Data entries

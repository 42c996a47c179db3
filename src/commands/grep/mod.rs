// src/commands/grep/mod.rs
use async_trait::async_trait;

use crate::commands::{Command, CommandContext, CommandResult};
use crate::search::distance;

pub struct GrepCommand;

#[async_trait]
impl Command for GrepCommand {
    fn name(&self) -> &'static str {
        "grep"
    }

    fn description(&self) -> &'static str {
        "Find the file whose content is closest to a pattern"
    }

    async fn execute(&self, ctx: CommandContext) -> CommandResult {
        let Some(pattern) = ctx.args.first() else {
            return CommandResult::error("grep: missing operand\n".to_string());
        };

        let tree = ctx.tree.read().await;
        let paths = match tree.all_file_paths("/") {
            Ok(paths) => paths,
            Err(e) => return CommandResult::error(format!("grep: {e}\n")),
        };

        // Rank every file by edit distance between the pattern and its whole
        // content. Ties keep the earlier path (traversal order).
        let mut best: Option<(&str, usize)> = None;
        for path in &paths {
            let content = match tree.read_file(path) {
                Ok(content) => content,
                Err(_) => continue,
            };
            let d = distance(pattern, &content);
            if best.map_or(true, |(_, b)| d < b) {
                best = Some((path, d));
            }
        }

        match best {
            Some((path, _)) => CommandResult::success(format!("{path}\n")),
            None => CommandResult::error("grep: no match found\n".to_string()),
        }
    }
}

__Your instructions__:
Select every line in the records above that contains the word "crate".

__Answer space__:
use crate::commands::{Command, CommandContext, CommandResult};
use crate::search::distance;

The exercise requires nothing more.